[Given data]
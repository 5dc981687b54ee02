//! Asteroid Field - simulation core for a 3D space-flight arcade game
//!
//! Core modules:
//! - `sim`: Sector grid, visibility, collisions and the per-tick loop
//! - `worker`: Dedicated simulation thread with snapshot publication
//! - `renderer`: GPU-ready instance data built from published snapshots
//! - `settings`: Data-driven field configuration
//! - `error`: Fatal and per-tick error types

pub mod error;
pub mod renderer;
pub mod settings;
pub mod sim;
pub mod worker;

pub use error::{CollisionFault, FieldError};
pub use settings::FieldSettings;

use glam::Vec3;
use rand::Rng;

/// Game tuning constants
pub mod consts {
    /// Collision radius correction applied to the render radius.
    /// Non-spherical kinds get it twice, the donut three times.
    pub const COLLISION_SIZE_CORRECTION: f32 = 0.914_959_4;

    /// Margin added when pushing two overlapping bodies apart
    pub const SEPARATION_MARGIN: f32 = 1.015;

    /// Sectors whose offsets both lie inside this band only test their own cell
    pub const INTERIOR_BORDER: f32 = 0.4;

    /// Vertical spawn spread around the camera altitude (in sector edges)
    pub const SPAWN_VERTICAL_SPREAD: f32 = 3.15;
    /// Per-axis spawn jitter around the sector center (in sector edges)
    pub const SPAWN_JITTER: f32 = 0.42;
    /// Base density used for every sector (and for sectors outside the level)
    pub const BASE_DENSITY: f32 = 0.1;

    /// Initial speed range (world units per second, sign flips direction)
    pub const SPAWN_SPEED: f32 = 20.0;
    /// Roll below this (out of 100) creates a fast, fast-spinning asteroid
    pub const FAST_ASTEROID_PERCENT: usize = 5;
    /// Roll below this (out of 100) doubles the speed
    pub const QUICK_ASTEROID_PERCENT: usize = 40;

    /// Vertical spread of decoration bodies (in sector edges)
    pub const DECORATION_VERTICAL_SPREAD: f32 = 2.1;

    /// Cells with |x| + |z| at or below this are always visible
    pub const INNER_DIAMOND: i32 = 2;
    /// Looking up or down further than this makes every in-range sector visible
    pub const STEEP_PITCH: f32 = 0.75;
    /// Extra slack (in sectors) for the static in-range test
    pub const IN_RANGE_SLACK: f32 = 0.25;

    /// Player hit test, fraction of the render radius
    pub const PLAYER_HIT_RADIUS: f32 = 0.825_157_8;
    /// Movement speed of the player ship at full throttle (units per second)
    pub const MOVEMENT_SPEED_PER_SECOND: f32 = 1111.0;
    /// Maximum number of bomb (shield) charges
    pub const MAX_BOMB_ITEMS: u32 = 3;

    /// Pickup item size and collection reach
    pub const ITEM_SIZE: f32 = 75.0;
    pub const ITEM_COLLECT_FACTOR: f32 = 2.15;
    /// Score for collecting any item
    pub const ITEM_SCORE: u64 = 2500;
    /// Speed item duration (seconds)
    pub const SPEED_ITEM_DURATION: f32 = 10.0;
}

/// Uniform float in `[min, max)`.
///
/// Never panics on an empty range, `min == max` simply returns `min`.
#[inline]
pub fn random_float<R: Rng + ?Sized>(rng: &mut R, min: f32, max: f32) -> f32 {
    min + rng.random::<f32>() * (max - min)
}

/// Uniform integer in `[0, max)`, or 0 when `max` is 0
#[inline]
pub fn random_int<R: Rng + ?Sized>(rng: &mut R, max: usize) -> usize {
    if max == 0 { 0 } else { rng.random_range(0..max) }
}

/// Vector with every component drawn from `[min, max)`
#[inline]
pub fn random_vec3<R: Rng + ?Sized>(rng: &mut R, min: f32, max: f32) -> Vec3 {
    let x = random_float(rng, min, max);
    let y = random_float(rng, min, max);
    let z = random_float(rng, min, max);
    Vec3::new(x, y, z)
}

/// Angle between two unit vectors (radians)
#[inline]
pub fn angle_between(a: Vec3, b: Vec3) -> f32 {
    a.dot(b).clamp(-1.0, 1.0).acos()
}

/// Sector coordinate along one axis for a world position
#[inline]
pub fn sector_coord(value: f32, edge: f32) -> i32 {
    (value / edge).round() as i32
}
[/Given data]
◆ Aim of the task:
Reproduce exactly the lines above from the line with "the render radius." to the line with "static in-range test", including both, and add nothing.

◆ Task result:
    /// Collision radius correction applied to the render radius.
    /// Non-spherical kinds get it twice, the donut three times.
    pub const COLLISION_SIZE_CORRECTION: f32 = 0.914_959_4;

    /// Margin added when pushing two overlapping bodies apart
    pub const SEPARATION_MARGIN: f32 = 1.015;

    /// Sectors whose offsets both lie inside this band only test their own cell
    pub const INTERIOR_BORDER: f32 = 0.4;

    /// Vertical spawn spread around the camera altitude (in sector edges)
    pub const SPAWN_VERTICAL_SPREAD: f32 = 3.15;
    /// Per-axis spawn jitter around the sector center (in sector edges)
    pub const SPAWN_JITTER: f32 = 0.42;
    /// Base density used for every sector (and for sectors outside the level)
    pub const BASE_DENSITY: f32 = 0.1;

    /// Initial speed range (world units per second, sign flips direction)
    pub const SPAWN_SPEED: f32 = 20.0;
    /// Roll below this (out of 100) creates a fast, fast-spinning asteroid
    pub const FAST_ASTEROID_PERCENT: usize = 5;
    /// Roll below this (out of 100) doubles the speed
    pub const QUICK_ASTEROID_PERCENT: usize = 40;

    /// Vertical spread of decoration bodies (in sector edges)
    pub const DECORATION_VERTICAL_SPREAD: f32 = 2.1;

    /// Cells with |x| + |z| at or below this are always visible
    pub const INNER_DIAMOND: i32 = 2;
    /// Looking up or down further than this makes every in-range sector visible
    pub const STEEP_PITCH: f32 = 0.75;
    /// Extra slack (in sectors) for the static in-range test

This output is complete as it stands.